— WORK ORDER —
In the records below, find the lines that include the string "impl" and report how many there are, nothing else.

*** Opening of EXTRACTED MATERIAL ***

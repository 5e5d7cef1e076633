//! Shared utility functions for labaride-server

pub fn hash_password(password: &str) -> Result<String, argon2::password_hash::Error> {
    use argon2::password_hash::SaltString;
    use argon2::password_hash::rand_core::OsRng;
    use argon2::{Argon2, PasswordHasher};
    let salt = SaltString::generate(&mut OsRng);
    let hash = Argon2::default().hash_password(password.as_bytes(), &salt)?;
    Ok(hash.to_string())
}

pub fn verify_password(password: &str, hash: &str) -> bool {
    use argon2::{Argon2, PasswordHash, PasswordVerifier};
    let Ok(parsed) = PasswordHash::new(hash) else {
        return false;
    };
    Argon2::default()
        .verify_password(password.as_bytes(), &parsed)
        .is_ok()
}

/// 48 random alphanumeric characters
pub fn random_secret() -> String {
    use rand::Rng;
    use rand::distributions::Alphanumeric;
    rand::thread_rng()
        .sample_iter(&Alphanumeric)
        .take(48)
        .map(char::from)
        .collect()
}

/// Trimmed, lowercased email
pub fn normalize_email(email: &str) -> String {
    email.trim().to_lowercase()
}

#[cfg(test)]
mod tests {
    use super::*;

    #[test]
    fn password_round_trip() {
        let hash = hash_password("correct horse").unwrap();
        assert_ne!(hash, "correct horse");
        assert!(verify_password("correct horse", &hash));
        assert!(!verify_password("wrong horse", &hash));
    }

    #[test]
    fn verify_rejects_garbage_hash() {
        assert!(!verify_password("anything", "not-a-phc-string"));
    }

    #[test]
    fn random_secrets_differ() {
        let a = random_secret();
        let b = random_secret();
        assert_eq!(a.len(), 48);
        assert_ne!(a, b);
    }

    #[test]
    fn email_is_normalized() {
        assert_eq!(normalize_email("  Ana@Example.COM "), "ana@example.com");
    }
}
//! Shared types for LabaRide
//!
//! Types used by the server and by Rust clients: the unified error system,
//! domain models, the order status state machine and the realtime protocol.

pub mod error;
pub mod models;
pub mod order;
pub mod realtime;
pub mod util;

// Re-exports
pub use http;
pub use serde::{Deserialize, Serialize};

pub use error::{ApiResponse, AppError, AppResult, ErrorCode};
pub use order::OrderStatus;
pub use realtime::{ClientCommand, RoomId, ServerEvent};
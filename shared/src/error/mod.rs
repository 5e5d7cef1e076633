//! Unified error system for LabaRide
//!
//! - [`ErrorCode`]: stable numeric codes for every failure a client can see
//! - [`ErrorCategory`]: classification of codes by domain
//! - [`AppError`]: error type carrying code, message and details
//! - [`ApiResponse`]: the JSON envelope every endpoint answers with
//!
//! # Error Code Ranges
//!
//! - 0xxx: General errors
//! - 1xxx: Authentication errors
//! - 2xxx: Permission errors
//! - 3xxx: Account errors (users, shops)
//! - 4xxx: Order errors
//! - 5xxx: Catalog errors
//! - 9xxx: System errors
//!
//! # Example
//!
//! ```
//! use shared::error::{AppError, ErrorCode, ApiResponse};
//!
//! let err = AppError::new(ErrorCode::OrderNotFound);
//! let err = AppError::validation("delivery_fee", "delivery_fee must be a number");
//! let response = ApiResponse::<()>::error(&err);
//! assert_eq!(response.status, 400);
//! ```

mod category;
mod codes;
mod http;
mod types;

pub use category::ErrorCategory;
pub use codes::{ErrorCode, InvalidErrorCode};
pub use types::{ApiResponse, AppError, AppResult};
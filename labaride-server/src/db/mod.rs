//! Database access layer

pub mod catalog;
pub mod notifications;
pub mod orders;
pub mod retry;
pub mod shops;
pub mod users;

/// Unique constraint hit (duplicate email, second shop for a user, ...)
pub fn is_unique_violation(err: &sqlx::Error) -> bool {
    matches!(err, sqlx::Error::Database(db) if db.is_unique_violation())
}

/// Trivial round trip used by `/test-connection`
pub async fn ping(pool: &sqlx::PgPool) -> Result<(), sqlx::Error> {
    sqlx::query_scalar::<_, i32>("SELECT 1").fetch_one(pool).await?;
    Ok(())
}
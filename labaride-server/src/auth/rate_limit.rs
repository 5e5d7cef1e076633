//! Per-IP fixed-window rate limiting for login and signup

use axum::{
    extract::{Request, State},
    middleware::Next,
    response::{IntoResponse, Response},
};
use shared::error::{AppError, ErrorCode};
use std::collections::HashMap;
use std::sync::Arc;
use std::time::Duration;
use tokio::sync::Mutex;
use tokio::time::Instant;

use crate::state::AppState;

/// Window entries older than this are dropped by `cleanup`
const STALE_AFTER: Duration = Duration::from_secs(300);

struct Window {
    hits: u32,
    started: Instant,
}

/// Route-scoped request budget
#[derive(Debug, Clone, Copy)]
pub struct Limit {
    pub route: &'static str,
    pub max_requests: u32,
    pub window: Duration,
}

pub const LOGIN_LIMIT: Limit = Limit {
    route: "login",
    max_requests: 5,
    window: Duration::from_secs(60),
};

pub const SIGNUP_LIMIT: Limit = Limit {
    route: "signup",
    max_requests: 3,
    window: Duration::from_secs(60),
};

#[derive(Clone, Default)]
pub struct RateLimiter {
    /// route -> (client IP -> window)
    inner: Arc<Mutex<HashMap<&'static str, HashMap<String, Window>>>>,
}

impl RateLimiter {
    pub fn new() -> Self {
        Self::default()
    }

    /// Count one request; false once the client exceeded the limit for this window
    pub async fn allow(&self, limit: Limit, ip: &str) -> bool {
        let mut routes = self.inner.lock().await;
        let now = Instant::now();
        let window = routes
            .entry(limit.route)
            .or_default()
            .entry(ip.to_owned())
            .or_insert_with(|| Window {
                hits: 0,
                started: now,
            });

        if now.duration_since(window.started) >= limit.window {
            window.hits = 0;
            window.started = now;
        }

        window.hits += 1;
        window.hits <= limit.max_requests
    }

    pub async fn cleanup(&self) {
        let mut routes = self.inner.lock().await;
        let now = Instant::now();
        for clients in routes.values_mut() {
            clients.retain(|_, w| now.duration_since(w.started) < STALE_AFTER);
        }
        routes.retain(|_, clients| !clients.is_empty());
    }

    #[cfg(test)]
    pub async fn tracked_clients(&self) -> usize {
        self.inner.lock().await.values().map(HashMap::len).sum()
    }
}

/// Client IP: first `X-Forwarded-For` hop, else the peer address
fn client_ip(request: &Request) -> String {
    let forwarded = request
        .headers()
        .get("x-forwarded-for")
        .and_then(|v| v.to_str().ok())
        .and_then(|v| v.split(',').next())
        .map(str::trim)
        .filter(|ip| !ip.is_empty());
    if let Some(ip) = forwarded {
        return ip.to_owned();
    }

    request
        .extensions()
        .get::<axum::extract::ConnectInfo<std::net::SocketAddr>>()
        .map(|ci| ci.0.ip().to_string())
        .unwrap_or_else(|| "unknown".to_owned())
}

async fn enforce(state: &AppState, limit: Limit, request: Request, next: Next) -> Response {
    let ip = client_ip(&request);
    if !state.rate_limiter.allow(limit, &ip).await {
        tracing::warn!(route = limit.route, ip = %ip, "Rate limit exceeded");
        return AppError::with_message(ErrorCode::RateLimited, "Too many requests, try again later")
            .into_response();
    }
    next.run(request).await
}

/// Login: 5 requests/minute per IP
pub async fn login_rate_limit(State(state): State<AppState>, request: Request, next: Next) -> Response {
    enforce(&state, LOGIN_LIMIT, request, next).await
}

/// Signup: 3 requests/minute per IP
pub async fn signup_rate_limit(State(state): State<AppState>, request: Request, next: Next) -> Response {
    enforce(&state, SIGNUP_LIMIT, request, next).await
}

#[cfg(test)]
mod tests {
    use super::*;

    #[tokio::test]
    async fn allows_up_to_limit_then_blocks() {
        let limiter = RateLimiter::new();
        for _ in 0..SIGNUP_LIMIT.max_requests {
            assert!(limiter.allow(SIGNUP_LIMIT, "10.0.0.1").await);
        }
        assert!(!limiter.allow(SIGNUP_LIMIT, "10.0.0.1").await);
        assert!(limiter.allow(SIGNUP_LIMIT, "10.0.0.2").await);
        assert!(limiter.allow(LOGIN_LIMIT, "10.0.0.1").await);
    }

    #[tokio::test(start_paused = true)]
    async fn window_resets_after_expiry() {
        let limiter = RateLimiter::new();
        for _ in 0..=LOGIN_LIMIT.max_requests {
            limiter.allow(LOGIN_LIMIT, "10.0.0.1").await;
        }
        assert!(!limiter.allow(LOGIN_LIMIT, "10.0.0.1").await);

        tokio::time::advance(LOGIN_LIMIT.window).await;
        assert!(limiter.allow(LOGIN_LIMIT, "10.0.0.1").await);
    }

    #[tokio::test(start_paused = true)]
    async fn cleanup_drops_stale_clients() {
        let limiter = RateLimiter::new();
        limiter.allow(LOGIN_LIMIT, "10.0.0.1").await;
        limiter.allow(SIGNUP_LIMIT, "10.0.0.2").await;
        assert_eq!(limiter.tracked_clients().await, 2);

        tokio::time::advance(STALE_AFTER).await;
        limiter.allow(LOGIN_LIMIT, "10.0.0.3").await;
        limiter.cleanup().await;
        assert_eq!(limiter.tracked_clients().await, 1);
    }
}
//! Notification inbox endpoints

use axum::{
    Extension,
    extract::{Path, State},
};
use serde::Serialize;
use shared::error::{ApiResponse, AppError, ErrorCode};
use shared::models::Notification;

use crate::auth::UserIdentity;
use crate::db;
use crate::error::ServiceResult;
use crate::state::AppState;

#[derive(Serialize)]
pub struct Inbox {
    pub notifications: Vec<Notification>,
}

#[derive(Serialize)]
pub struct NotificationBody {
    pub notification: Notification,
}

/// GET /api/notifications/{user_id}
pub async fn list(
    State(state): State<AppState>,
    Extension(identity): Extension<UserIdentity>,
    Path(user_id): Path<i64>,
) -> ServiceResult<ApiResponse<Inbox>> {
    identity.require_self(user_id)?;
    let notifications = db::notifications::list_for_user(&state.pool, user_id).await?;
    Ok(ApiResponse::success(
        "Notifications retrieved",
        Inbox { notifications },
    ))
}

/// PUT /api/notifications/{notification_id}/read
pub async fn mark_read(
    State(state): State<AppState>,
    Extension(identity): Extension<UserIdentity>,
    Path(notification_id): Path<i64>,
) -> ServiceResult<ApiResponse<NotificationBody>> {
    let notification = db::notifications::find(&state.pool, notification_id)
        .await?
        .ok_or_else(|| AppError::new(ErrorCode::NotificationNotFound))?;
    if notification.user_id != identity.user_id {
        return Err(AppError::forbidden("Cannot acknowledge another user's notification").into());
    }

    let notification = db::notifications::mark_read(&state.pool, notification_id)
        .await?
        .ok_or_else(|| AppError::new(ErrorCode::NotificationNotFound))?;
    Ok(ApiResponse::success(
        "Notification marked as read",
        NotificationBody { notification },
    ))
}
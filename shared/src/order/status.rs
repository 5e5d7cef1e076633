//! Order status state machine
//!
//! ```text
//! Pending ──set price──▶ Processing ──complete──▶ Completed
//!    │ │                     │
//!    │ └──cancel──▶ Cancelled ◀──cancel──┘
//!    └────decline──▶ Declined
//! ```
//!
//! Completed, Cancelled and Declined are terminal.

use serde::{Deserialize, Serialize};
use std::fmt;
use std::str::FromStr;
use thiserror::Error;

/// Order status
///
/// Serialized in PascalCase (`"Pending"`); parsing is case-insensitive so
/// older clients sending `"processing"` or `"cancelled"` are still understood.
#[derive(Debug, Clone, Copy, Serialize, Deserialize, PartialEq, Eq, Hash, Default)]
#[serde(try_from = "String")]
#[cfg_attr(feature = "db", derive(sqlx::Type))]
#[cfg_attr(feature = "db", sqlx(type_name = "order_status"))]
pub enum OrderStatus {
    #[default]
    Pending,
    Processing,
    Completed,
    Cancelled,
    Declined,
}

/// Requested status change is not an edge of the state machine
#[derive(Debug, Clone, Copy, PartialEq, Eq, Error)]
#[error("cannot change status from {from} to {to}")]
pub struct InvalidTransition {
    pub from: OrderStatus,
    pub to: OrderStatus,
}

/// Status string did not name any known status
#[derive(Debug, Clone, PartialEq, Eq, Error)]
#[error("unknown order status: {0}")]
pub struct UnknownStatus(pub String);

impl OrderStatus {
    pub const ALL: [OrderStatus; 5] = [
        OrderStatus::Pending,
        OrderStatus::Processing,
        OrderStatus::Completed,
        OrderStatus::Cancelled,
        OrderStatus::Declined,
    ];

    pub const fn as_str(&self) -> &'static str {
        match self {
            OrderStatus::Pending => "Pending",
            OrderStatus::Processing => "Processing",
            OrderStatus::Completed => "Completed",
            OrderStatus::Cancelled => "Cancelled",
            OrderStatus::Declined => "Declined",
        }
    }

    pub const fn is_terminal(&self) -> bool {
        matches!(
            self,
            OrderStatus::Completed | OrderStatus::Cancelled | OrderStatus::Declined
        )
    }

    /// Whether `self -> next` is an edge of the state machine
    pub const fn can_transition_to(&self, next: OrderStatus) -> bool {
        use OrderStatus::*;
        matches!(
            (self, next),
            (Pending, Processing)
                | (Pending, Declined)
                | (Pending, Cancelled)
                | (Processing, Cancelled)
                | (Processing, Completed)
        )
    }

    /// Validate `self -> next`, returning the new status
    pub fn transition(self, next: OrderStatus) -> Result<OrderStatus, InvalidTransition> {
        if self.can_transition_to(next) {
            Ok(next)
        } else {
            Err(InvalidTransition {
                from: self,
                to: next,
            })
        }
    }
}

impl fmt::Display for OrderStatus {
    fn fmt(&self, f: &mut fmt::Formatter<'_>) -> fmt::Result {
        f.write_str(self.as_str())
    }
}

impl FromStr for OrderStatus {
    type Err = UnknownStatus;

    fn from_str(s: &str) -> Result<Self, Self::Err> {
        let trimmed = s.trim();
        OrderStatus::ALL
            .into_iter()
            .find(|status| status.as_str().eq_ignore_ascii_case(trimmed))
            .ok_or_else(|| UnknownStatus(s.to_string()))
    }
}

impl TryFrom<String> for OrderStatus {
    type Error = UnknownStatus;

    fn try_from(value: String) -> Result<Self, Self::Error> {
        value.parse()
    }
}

*** Close of EXTRACTED MATERIAL ***

— WRITTEN ANSWER —
5